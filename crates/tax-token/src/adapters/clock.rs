//! # Clock Adapters

use crate::ports::outbound::Clock;
use std::time::{SystemTime, UNIX_EPOCH};

/// Wall-clock time.
#[derive(Debug, Clone, Copy, Default)]
pub struct SystemClock;

impl Clock for SystemClock {
    fn now(&self) -> u64 {
        SystemTime::now()
            .duration_since(UNIX_EPOCH)
            .map(|d| d.as_secs())
            .unwrap_or_default()
    }
}

/// Clock that only moves when told to; used by sequencers replaying blocks
/// and by tests.
#[derive(Debug, Clone, Copy, Default)]
pub struct ManualClock {
    now: u64,
}

impl ManualClock {
    /// Starts at `now`.
    #[must_use]
    pub const fn new(now: u64) -> Self {
        Self { now }
    }

    /// Jumps to `now`.
    pub fn set(&mut self, now: u64) {
        self.now = now;
    }

    /// Moves forward by `seconds`.
    pub fn advance(&mut self, seconds: u64) {
        self.now = self.now.saturating_add(seconds);
    }
}

impl Clock for ManualClock {
    fn now(&self) -> u64 {
        self.now
    }
}

#[cfg(test)]
mod tests {
    use super::*;

    #[test]
    fn test_manual_clock() {
        let mut clock = ManualClock::new(100);
        clock.advance(5);
        assert_eq!(clock.now(), 105);
        clock.set(7);
        assert_eq!(clock.now(), 7);
    }

    #[test]
    fn test_system_clock_is_past_2020() {
        assert!(SystemClock.now() > 1_577_836_800);
    }
}
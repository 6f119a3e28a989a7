//! # Inbound Ports (Driving Ports / API)
//!
//! The externally callable surface of the token. Every mutating call names
//! its caller explicitly; the surrounding sequencer is responsible for
//! authenticating it.

use crate::domain::entities::{Capability, Settlement, TaxRecipient};
use crate::domain::value_objects::{Address, EcdsaSignature, Hash, U256};
use crate::errors::TokenError;

/// Primary token API.
///
/// Calls run serially. Each one either commits all of its effects and
/// notifications or returns an error with nothing changed.
pub trait TaxTokenApi {
    // =========================================================================
    // Views
    // =========================================================================

    /// Token name (also the EIP-712 domain name).
    fn name(&self) -> &str;

    /// Token symbol.
    fn symbol(&self) -> &str;

    /// Display decimals.
    fn decimals(&self) -> u8;

    /// Total tokens in existence.
    fn total_supply(&self) -> U256;

    /// Balance of `account`.
    fn balance_of(&self, account: &Address) -> U256;

    /// Remaining allowance of `spender` over `owner`'s tokens.
    fn allowance(&self, owner: &Address, spender: &Address) -> U256;

    /// Next permit nonce of `owner`.
    fn nonce_of(&self, owner: &Address) -> U256;

    /// EIP-712 domain separator.
    fn domain_separator(&self) -> Hash;

    /// Tax a transfer of `amount` from `from` to `to` would pay right now.
    ///
    /// Side-effect free. Fails with `BlacklistViolation` exactly when the
    /// transfer itself would.
    fn get_tax(&self, from: &Address, to: &Address, amount: U256) -> Result<U256, TokenError>;

    /// Buy rate in basis points.
    fn buy_tax_rate(&self) -> u16;

    /// Sell rate in basis points.
    fn sell_tax_rate(&self) -> u16;

    /// Tax recipients in distribution order.
    fn tax_recipients(&self) -> &[TaxRecipient];

    /// Whether `account` is blacklisted.
    fn is_blacklisted(&self, account: &Address) -> bool;

    /// Whether `account` is tax-exempt.
    fn is_tax_exempt(&self, account: &Address) -> bool;

    /// Whether `account` is an exchange pool.
    fn is_exchange_pool(&self, account: &Address) -> bool;

    /// Whether `account` holds `capability`.
    fn has_capability(&self, account: &Address, capability: Capability) -> bool;

    // =========================================================================
    // Holder Operations
    // =========================================================================

    /// Moves `amount` from `caller` to `to`, withholding any tax.
    fn transfer(&mut self, caller: Address, to: Address, amount: U256)
        -> Result<Settlement, TokenError>;

    /// Sets `caller`'s allowance for `spender` to exactly `amount`.
    fn approve(&mut self, caller: Address, spender: Address, amount: U256)
        -> Result<(), TokenError>;

    /// Spends `caller`'s allowance over `owner` to move `amount` to `to`.
    fn transfer_from(
        &mut self,
        caller: Address,
        owner: Address,
        to: Address,
        amount: U256,
    ) -> Result<Settlement, TokenError>;

    /// Sets an allowance from an owner signature instead of an owner call.
    fn permit(
        &mut self,
        owner: Address,
        spender: Address,
        value: U256,
        deadline: U256,
        signature: &EcdsaSignature,
    ) -> Result<(), TokenError>;

    /// Destroys `amount` of `caller`'s tokens. Requires `BurnControl`.
    fn burn(&mut self, caller: Address, amount: U256) -> Result<(), TokenError>;

    // =========================================================================
    // Administration
    // =========================================================================

    /// Requires `BlacklistControl`.
    fn set_blacklist_status(
        &mut self,
        caller: Address,
        account: Address,
        blacklisted: bool,
    ) -> Result<(), TokenError>;

    /// Requires `TaxControl`.
    fn set_tax_exempt(&mut self, caller: Address, account: Address, exempt: bool)
        -> Result<(), TokenError>;

    /// Requires `TaxControl`; rate <= 5000.
    fn set_buy_tax_rate(&mut self, caller: Address, rate_bps: u16) -> Result<(), TokenError>;

    /// Requires `TaxControl`; rate <= 5000.
    fn set_sell_tax_rate(&mut self, caller: Address, rate_bps: u16) -> Result<(), TokenError>;

    /// Requires `Admin`. Replaces the whole list atomically.
    fn replace_tax_recipients(
        &mut self,
        caller: Address,
        recipients: Vec<TaxRecipient>,
    ) -> Result<(), TokenError>;

    /// Requires `Admin`. Emits only if the pool was not registered.
    fn add_exchange_pool(&mut self, caller: Address, pool: Address) -> Result<(), TokenError>;

    /// Requires `Admin`. Emits only if the pool was registered.
    fn remove_exchange_pool(&mut self, caller: Address, pool: Address) -> Result<(), TokenError>;

    /// Requires `Admin`. Sends `amount` of `asset` (zero address = native
    /// asset) held by the token contract to `caller`.
    fn withdraw(&mut self, caller: Address, asset: Address, amount: U256)
        -> Result<(), TokenError>;

    /// Requires `Admin`.
    fn grant_capability(
        &mut self,
        caller: Address,
        capability: Capability,
        account: Address,
    ) -> Result<(), TokenError>;

    /// Requires `Admin`.
    fn revoke_capability(
        &mut self,
        caller: Address,
        capability: Capability,
        account: Address,
    ) -> Result<(), TokenError>;
}
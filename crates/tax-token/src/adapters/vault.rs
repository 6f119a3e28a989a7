//! # Asset Vault Adapter
//!
//! Tracks foreign-asset and native holdings of the token contract and the
//! payouts made from them.

use crate::domain::value_objects::{Address, U256};
use crate::errors::VaultError;
use crate::ports::outbound::AssetVault;
use std::collections::HashMap;

/// In-memory custody of non-ledger assets.
#[derive(Debug, Clone, Default)]
pub struct InMemoryVault {
    holdings: HashMap<Address, U256>,
    paid_out: HashMap<(Address, Address), U256>,
}

impl InMemoryVault {
    /// Creates an empty vault.
    #[must_use]
    pub fn new() -> Self {
        Self::default()
    }

    /// Records `amount` of `asset` arriving at the contract.
    pub fn deposit(&mut self, asset: Address, amount: U256) {
        let held = self.holdings.entry(asset).or_default();
        *held = held.saturating_add(amount);
    }

    /// Total of `asset` paid to `to` so far.
    #[must_use]
    pub fn paid_to(&self, asset: &Address, to: &Address) -> U256 {
        self.paid_out.get(&(*asset, *to)).copied().unwrap_or_default()
    }
}

impl AssetVault for InMemoryVault {
    fn balance_of(&self, asset: &Address) -> U256 {
        self.holdings.get(asset).copied().unwrap_or_default()
    }

    fn transfer_out(
        &mut self,
        asset: Address,
        to: Address,
        amount: U256,
    ) -> Result<(), VaultError> {
        if to.is_zero() {
            return Err(VaultError::Rejected("recipient is the zero address".into()));
        }
        let available = self.balance_of(&asset);
        if available < amount {
            return Err(VaultError::InsufficientFunds {
                asset,
                required: amount,
                available,
            });
        }
        self.holdings.insert(asset, available - amount);
        let paid = self.paid_out.entry((asset, to)).or_default();
        *paid = paid.saturating_add(amount);
        Ok(())
    }
}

**WHAT YOU SHOULD DO**
Across all the records above, find each line with "over" in it and copy it.

**WRITTEN RESPONSE**
    /// Remaining allowance of `spender` over `owner`'s tokens.
    /// Spends `caller`'s allowance over `owner` to move `amount` to `to`.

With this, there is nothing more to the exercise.